In 2017, Part 3 of the Digital Economy Act was passed, making it illegal for commercial websites to make pornography available to anyone under the age of 18. Age verification technologies were developed, with regulation and enforcement systems established. This legislation brought pornography websites in line with online gambling websites which are already required to implement age verification mechanisms, as well as in line with the offline world where it is illegal to supply pornography to children.
However, despite substantial support from leading children’s organisations and 88% of parents with children aged 7–17, the Government recently announced that the legislation would be repealed. The Government’s claims that children will instead be protected from pornography under the Draft Online Safety Bill simply don’t hold up.
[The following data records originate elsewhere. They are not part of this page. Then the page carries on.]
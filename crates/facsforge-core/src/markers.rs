//! positive / negative マーカー規則

use crate::channel::resolve_channel;
use crate::error::{GatingError, GatingResult, GatingWarning, Polarity};
use crate::table::EventTable;
use crate::threshold::ThresholdTable;

/// マーカー規則を順に適用して絞り込む
///
/// - positive: 値 > 閾値 の行を残す
/// - negative: 値 <= 閾値 の行を残す
///
/// positive を宣言順に、続いて negative を宣言順に適用する。各規則は行数を増やさない。
/// 閾値表にないマーカーはその規則だけを読み飛ばし、`warnings` に記録する。
/// 列そのものが見つからない場合は [`GatingError::ChannelNotFound`]。
pub fn apply_marker_rules(
    table: &EventTable,
    population: &str,
    positive: &[String],
    negative: &[String],
    thresholds: &ThresholdTable,
    warnings: &mut Vec<GatingWarning>,
) -> GatingResult<EventTable> {
    let rules = positive
        .iter()
        .map(|m| (m, Polarity::Positive))
        .chain(negative.iter().map(|m| (m, Polarity::Negative)));

    let mut subset = table.clone();
    for (marker, polarity) in rules {
        let Some((key, threshold)) = thresholds.lookup(marker) else {
            let warning = GatingWarning::MissingThreshold {
                population: population.to_string(),
                marker: marker.clone(),
                polarity,
            };
            log::warn!("{warning}");
            warnings.push(warning);
            continue;
        };

        // 閾値のキーは実列名なので、まずそれで引き、駄目なら要求名から解決する
        let col = match subset.column_index(key) {
            Some(c) => c,
            None => {
                let resolved = resolve_channel(marker, subset.columns())?;
                subset.column_index(&resolved).ok_or_else(|| GatingError::ChannelNotFound {
                    requested: marker.clone(),
                    available: subset.columns().to_vec(),
                })?
            }
        };

        let before = subset.len();
        subset = match polarity {
            Polarity::Positive => subset.select(|row| row.get(col) > threshold),
            Polarity::Negative => subset.select(|row| row.get(col) <= threshold),
        };
        log::debug!(
            "[{population}] {marker} {polarity} (threshold {threshold}): {before} -> {} events",
            subset.len()
        );
    }
    Ok(subset)
}
//! # Clan-Family Audit Engine
//!
//! Reconciles membership records between an external game's clan
//! rosters and a chat community's role assignments, producing a
//! structured audit report plus an idempotent set of corrective role
//! operations.
//!
//! ## Overview
//!
//! The engine provides:
//! - Roster normalization with fail-closed validation of raw feed records
//! - Identity resolution between game tags and community members
//! - Seven-bucket mismatch classification (promotion tiers, missing
//!   roles, unlinked entries, members outside all tracked clans)
//! - Idempotent role-grant/role-revoke action planning with exemption rules
//! - Count summaries and CSV export for the caller's presentation layer
//! - Roster search with transliterated name matching
//!
//! ## Architecture
//!
//! ```text
//! ┌──────────────────────────────────────────────────────────────┐
//! │                        AuditEngine                           │
//! ├──────────────────────────────────────────────────────────────┤
//! │                                                              │
//! │  ┌────────────┐   ┌────────────┐   ┌────────────┐          │
//! │  │ Normalizer │──►│ Classifier │──►│  Planner   │          │
//! │  └────────────┘   └────────────┘   └────────────┘          │
//! │        │                │                 │                 │
//! │        ▼                ▼                 ▼                 │
//! │  ┌────────────┐   ┌────────────┐   ┌────────────┐          │
//! │  │  Identity  │   │   Issues   │   │  Summary   │          │
//! │  │ Directory  │   │ (values)   │   │  / CSV     │          │
//! │  └────────────┘   └────────────┘   └────────────┘          │
//! │                                                              │
//! └──────────────────────────────────────────────────────────────┘
//! ```
//!
//! Data flows one way: raw roster + identity links → normalized
//! roster → classification → action plan. The engine is synchronous,
//! pure computation over immutable snapshots; fetching rosters,
//! persisting settings, and executing role operations all belong to
//! the caller's collaborators.
//!
//! ## Usage
//!
//! ```
//! use famaudit_engine::{AuditConfig, AuditEngine, AuditSnapshot, FamilyConfig};
//!
//! let config = AuditConfig::new(FamilyConfig::default());
//! let engine = AuditEngine::new(config).unwrap();
//!
//! let outcome = engine.run(&AuditSnapshot::default());
//! assert!(outcome.classification.is_empty());
//! assert!(outcome.operations.is_empty());
//! ```

pub mod classify;
pub mod config;
pub mod engine;
pub mod error;
pub mod identity;
pub mod issue;
pub mod member;
pub mod plan;
pub mod report;
pub mod roster;
pub mod search;

// Re-export main types
pub use classify::{classify, Classification, ClassificationResult, Pairing, RosterRef};
pub use config::{AuditConfig, ClanDescriptor, FamilyConfig, MembershipType};
pub use engine::{AuditEngine, AuditOutcome, AuditRunInfo, AuditSnapshot};
pub use error::{AuditError, AuditResult};
pub use identity::{IdentityDirectory, IdentityLink};
pub use issue::AuditIssue;
pub use member::{CommunityMember, MemberDirectory};
pub use plan::{plan, RoleAction, RoleOperation};
pub use report::{AuditSummary, ClanBreakdown, ReportGenerator};
pub use roster::{normalize, normalize_roster, ClanRole, RawClanRef, RawMemberRecord, RosterEntry};
pub use search::{search, RosterQuery};

// Identifier types shared with callers
pub use famaudit_core::{ClanTag, MemberId, ParseTagError, PlayerTag};
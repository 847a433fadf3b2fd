//! Roster search.
//!
//! Filters a normalized roster by display name, clan name, and trophy
//! range. Name matching is forgiving about decorated in-game names: a
//! plain case-insensitive substring test is tried first, then a
//! transliterated fallback that strips the name down to ASCII word
//! characters, so "lowenherz" finds a player named "Löwenherz★".

use unidecode::unidecode;

use crate::roster::RosterEntry;

const DEFAULT_MAX_TROPHIES: u32 = 10_000;

/// Search filter over a normalized roster.
#[derive(Debug, Clone)]
pub struct RosterQuery {
    /// Display-name substring, case-insensitive.
    pub name: Option<String>,
    /// Clan-name substring, case-insensitive.
    pub clan: Option<String>,
    /// Minimum trophies, inclusive.
    pub min_trophies: u32,
    /// Maximum trophies, inclusive.
    pub max_trophies: u32,
}

impl Default for RosterQuery {
    fn default() -> Self {
        Self {
            name: None,
            clan: None,
            min_trophies: 0,
            max_trophies: DEFAULT_MAX_TROPHIES,
        }
    }
}

impl RosterQuery {
    /// Create an unconstrained query.
    #[must_use]
    pub fn new() -> Self {
        Self::default()
    }

    /// Filter by display-name substring.
    pub fn with_name(mut self, name: impl Into<String>) -> Self {
        self.name = Some(name.into());
        self
    }

    /// Filter by clan-name substring.
    pub fn with_clan(mut self, clan: impl Into<String>) -> Self {
        self.clan = Some(clan.into());
        self
    }

    /// Set the minimum trophy count.
    #[must_use]
    pub fn with_min_trophies(mut self, min: u32) -> Self {
        self.min_trophies = min;
        self
    }

    /// Set the maximum trophy count.
    #[must_use]
    pub fn with_max_trophies(mut self, max: u32) -> Self {
        self.max_trophies = max;
        self
    }

    fn matches(&self, entry: &RosterEntry) -> bool {
        if entry.trophies < self.min_trophies || entry.trophies > self.max_trophies {
            return false;
        }
        if let Some(clan) = &self.clan {
            if !entry
                .clan_name
                .to_lowercase()
                .contains(&clan.to_lowercase())
            {
                return false;
            }
        }
        if let Some(name) = &self.name {
            let needle = name.to_lowercase();
            let direct = entry.display_name.to_lowercase().contains(&needle);
            let folded = fold_name(&entry.display_name).contains(&needle);
            if !direct && !folded {
                return false;
            }
        }
        true
    }
}

/// Transliterate a display name to lowercase ASCII word characters.
fn fold_name(name: &str) -> String {
    unidecode(name)
        .chars()
        .filter(|c| c.is_ascii_alphanumeric() || *c == '_')
        .collect::<String>()
        .to_lowercase()
}

/// Search the roster, preserving input order.
#[must_use]
pub fn search<'a>(roster: &'a [RosterEntry], query: &RosterQuery) -> Vec<&'a RosterEntry> {
    roster.iter().filter(|e| query.matches(e)).collect()
}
Proposals in the draft bill do not make it mandatory for commercial websites to implement age verification measures, instead outlining ‘expectations’ for websites. It seems unlikely that these profit-making web giants will suddenly elect to voluntarily change their practices when so far they have failed to protect children by choice. Moreover, the proposals only apply to websites that allow sharing of user generated content or user interactions (a function that can easily be removed), therefore not covering all commercial websites.
The Government’s proposals are inadequate, and it is indefensible that children continue to be exposed to harmful online content despite tools to protect children being ready to use – tools that would prevent children from easily accessing pornography. The All-Party Parliamentary Group on Commercial Sexual Exploitation is currently calling on the Government to ensure that the Online Safety Bill legally prohibits pornography websites from making their content available to children.
It couldn’t be more urgent to protect children from pornography
Government legislation currently allows commercial websites to profit from exposing children to pornography on an enormous scale, despite the well-documented and hugely damaging consequences – particularly for women and girls.
Society must no longer turn a blind eye to the role of pornography in manipulating young peoples’ sexual interests so destructively. Tackling pornography is a crucial part of the puzzle in creating a culture where women and men are treated equally, and where violence against women and girls is no longer tolerated.
It couldn’t be more urgent to hold websites accountable for the immeasurable harm they cause, and to prevent further generations from growing up on a staple diet of misogynistic pornography.